=== Description of the task ===
I would like every record below transcribed exactly as it is.

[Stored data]

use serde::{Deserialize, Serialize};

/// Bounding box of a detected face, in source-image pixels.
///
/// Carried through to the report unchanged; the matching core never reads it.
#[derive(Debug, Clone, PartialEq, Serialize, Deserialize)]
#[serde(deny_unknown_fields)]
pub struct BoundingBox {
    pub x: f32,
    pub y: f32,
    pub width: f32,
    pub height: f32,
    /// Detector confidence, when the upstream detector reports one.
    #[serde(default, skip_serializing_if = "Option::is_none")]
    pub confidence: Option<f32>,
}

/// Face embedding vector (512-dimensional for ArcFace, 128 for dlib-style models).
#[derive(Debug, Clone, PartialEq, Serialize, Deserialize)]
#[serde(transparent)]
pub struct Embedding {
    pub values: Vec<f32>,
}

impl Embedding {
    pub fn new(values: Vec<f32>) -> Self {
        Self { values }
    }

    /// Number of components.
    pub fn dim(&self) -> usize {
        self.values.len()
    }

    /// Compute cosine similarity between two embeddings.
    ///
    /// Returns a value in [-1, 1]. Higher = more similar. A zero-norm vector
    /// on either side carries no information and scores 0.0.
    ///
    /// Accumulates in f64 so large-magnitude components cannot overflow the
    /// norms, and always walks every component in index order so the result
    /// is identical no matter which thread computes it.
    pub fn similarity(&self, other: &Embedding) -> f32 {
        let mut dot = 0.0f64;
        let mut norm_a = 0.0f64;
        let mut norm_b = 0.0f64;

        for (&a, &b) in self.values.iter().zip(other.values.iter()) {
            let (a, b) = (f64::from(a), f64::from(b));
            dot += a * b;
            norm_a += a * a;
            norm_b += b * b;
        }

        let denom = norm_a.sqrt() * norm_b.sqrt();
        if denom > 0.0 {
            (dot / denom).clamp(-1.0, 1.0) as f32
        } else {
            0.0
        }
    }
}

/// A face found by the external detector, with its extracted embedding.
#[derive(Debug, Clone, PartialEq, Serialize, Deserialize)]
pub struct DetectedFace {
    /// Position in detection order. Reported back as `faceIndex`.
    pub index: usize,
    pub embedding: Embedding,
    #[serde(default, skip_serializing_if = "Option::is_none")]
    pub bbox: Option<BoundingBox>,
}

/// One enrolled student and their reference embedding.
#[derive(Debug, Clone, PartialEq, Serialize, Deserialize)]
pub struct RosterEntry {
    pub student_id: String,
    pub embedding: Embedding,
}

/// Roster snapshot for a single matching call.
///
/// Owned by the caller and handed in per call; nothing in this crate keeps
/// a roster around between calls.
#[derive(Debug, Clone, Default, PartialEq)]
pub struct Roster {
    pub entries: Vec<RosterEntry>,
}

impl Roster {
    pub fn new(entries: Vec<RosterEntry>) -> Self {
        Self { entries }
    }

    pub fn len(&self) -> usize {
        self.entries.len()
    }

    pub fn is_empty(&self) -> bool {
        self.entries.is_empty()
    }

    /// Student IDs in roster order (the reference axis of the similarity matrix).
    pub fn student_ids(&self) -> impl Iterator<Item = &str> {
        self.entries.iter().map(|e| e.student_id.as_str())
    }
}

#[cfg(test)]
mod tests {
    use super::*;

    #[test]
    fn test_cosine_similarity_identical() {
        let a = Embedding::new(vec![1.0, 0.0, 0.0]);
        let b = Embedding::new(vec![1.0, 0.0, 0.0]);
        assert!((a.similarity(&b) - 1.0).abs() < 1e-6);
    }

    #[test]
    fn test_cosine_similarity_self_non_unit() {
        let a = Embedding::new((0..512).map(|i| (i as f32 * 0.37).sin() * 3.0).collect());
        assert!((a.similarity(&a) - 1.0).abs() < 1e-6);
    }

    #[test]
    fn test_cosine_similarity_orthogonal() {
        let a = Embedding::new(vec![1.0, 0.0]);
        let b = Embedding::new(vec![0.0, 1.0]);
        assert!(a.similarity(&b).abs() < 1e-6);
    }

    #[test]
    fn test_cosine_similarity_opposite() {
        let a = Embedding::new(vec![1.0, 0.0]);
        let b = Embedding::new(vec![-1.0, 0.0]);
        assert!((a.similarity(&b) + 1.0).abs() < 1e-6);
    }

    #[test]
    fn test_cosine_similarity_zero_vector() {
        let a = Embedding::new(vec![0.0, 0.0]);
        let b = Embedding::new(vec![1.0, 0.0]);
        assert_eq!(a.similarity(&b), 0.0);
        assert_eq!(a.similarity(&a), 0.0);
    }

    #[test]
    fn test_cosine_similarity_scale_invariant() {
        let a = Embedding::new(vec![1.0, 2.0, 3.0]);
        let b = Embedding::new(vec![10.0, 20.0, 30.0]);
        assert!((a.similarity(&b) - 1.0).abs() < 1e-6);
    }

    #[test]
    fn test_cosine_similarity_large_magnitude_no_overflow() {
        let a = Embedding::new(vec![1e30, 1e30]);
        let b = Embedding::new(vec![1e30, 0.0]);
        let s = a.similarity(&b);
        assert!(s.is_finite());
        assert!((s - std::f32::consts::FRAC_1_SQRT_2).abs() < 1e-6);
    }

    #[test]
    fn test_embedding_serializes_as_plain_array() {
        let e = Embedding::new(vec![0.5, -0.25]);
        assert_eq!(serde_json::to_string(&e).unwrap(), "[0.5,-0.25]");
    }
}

=== Response box ===
use serde::{Deserialize, Serialize};

/// Bounding box of a detected face, in source-image pixels.
///
/// Carried through to the report unchanged; the matching core never reads it.
#[derive(Debug, Clone, PartialEq, Serialize, Deserialize)]
#[serde(deny_unknown_fields)]
pub struct BoundingBox {
    pub x: f32,
    pub y: f32,
    pub width: f32,
    pub height: f32,
    /// Detector confidence, when the upstream detector reports one.
    #[serde(default, skip_serializing_if = "Option::is_none")]
    pub confidence: Option<f32>,
}

/// Face embedding vector (512-dimensional for ArcFace, 128 for dlib-style models).
#[derive(Debug, Clone, PartialEq, Serialize, Deserialize)]
#[serde(transparent)]
pub struct Embedding {
    pub values: Vec<f32>,
}

impl Embedding {
    pub fn new(values: Vec<f32>) -> Self {
        Self { values }
    }

    /// Number of components.
    pub fn dim(&self) -> usize {
        self.values.len()
    }

    /// Compute cosine similarity between two embeddings.
    ///
    /// Returns a value in [-1, 1]. Higher = more similar. A zero-norm vector
    /// on either side carries no information and scores 0.0.
    ///
    /// Accumulates in f64 so large-magnitude components cannot overflow the
    /// norms, and always walks every component in index order so the result
    /// is identical no matter which thread computes it.
    pub fn similarity(&self, other: &Embedding) -> f32 {
        let mut dot = 0.0f64;
        let mut norm_a = 0.0f64;
        let mut norm_b = 0.0f64;

        for (&a, &b) in self.values.iter().zip(other.values.iter()) {
            let (a, b) = (f64::from(a), f64::from(b));
            dot += a * b;
            norm_a += a * a;
            norm_b += b * b;
        }

        let denom = norm_a.sqrt() * norm_b.sqrt();
        if denom > 0.0 {
            (dot / denom).clamp(-1.0, 1.0) as f32
        } else {
            0.0
        }
    }
}

/// A face found by the external detector, with its extracted embedding.
#[derive(Debug, Clone, PartialEq, Serialize, Deserialize)]
pub struct DetectedFace {
    /// Position in detection order. Reported back as `faceIndex`.
    pub index: usize,
    pub embedding: Embedding,
    #[serde(default, skip_serializing_if = "Option::is_none")]
    pub bbox: Option<BoundingBox>,
}

/// One enrolled student and their reference embedding.
#[derive(Debug, Clone, PartialEq, Serialize, Deserialize)]
pub struct RosterEntry {
    pub student_id: String,
    pub embedding: Embedding,
}

/// Roster snapshot for a single matching call.
///
/// Owned by the caller and handed in per call; nothing in this crate keeps
/// a roster around between calls.
#[derive(Debug, Clone, Default, PartialEq)]
pub struct Roster {
    pub entries: Vec<RosterEntry>,
}

impl Roster {
    pub fn new(entries: Vec<RosterEntry>) -> Self {
        Self { entries }
    }

    pub fn len(&self) -> usize {
        self.entries.len()
    }

    pub fn is_empty(&self) -> bool {
        self.entries.is_empty()
    }

    /// Student IDs in roster order (the reference axis of the similarity matrix).
    pub fn student_ids(&self) -> impl Iterator<Item = &str> {
        self.entries.iter().map(|e| e.student_id.as_str())
    }
}

#[cfg(test)]
mod tests {
    use super::*;

    #[test]
    fn test_cosine_similarity_identical() {
        let a = Embedding::new(vec![1.0, 0.0, 0.0]);
        let b = Embedding::new(vec![1.0, 0.0, 0.0]);
        assert!((a.similarity(&b) - 1.0).abs() < 1e-6);
    }

    #[test]
    fn test_cosine_similarity_self_non_unit() {
        let a = Embedding::new((0..512).map(|i| (i as f32 * 0.37).sin() * 3.0).collect());
        assert!((a.similarity(&a) - 1.0).abs() < 1e-6);
    }

    #[test]
    fn test_cosine_similarity_orthogonal() {
        let a = Embedding::new(vec![1.0, 0.0]);
        let b = Embedding::new(vec![0.0, 1.0]);
        assert!(a.similarity(&b).abs() < 1e-6);
    }

    #[test]
    fn test_cosine_similarity_opposite() {
        let a = Embedding::new(vec![1.0, 0.0]);
        let b = Embedding::new(vec![-1.0, 0.0]);
        assert!((a.similarity(&b) + 1.0).abs() < 1e-6);
    }

    #[test]
    fn test_cosine_similarity_zero_vector() {
        let a = Embedding::new(vec![0.0, 0.0]);
        let b = Embedding::new(vec![1.0, 0.0]);
        assert_eq!(a.similarity(&b), 0.0);
        assert_eq!(a.similarity(&a), 0.0);
    }

    #[test]
    fn test_cosine_similarity_scale_invariant() {
        let a = Embedding::new(vec![1.0, 2.0, 3.0]);
        let b = Embedding::new(vec![10.0, 20.0, 30.0]);
        assert!((a.similarity(&b) - 1.0).abs() < 1e-6);
    }

    #[test]
    fn test_cosine_similarity_large_magnitude_no_overflow() {
        let a = Embedding::new(vec![1e30, 1e30]);
        let b = Embedding::new(vec![1e30, 0.0]);
        let s = a.similarity(&b);
        assert!(s.is_finite());
        assert!((s - std::f32::consts::FRAC_1_SQRT_2).abs() < 1e-6);
    }

    #[test]
    fn test_embedding_serializes_as_plain_array() {
        let e = Embedding::new(vec![0.5, -0.25]);
        assert_eq!(serde_json::to_string(&e).unwrap(), "[0.5,-0.25]");
    }
}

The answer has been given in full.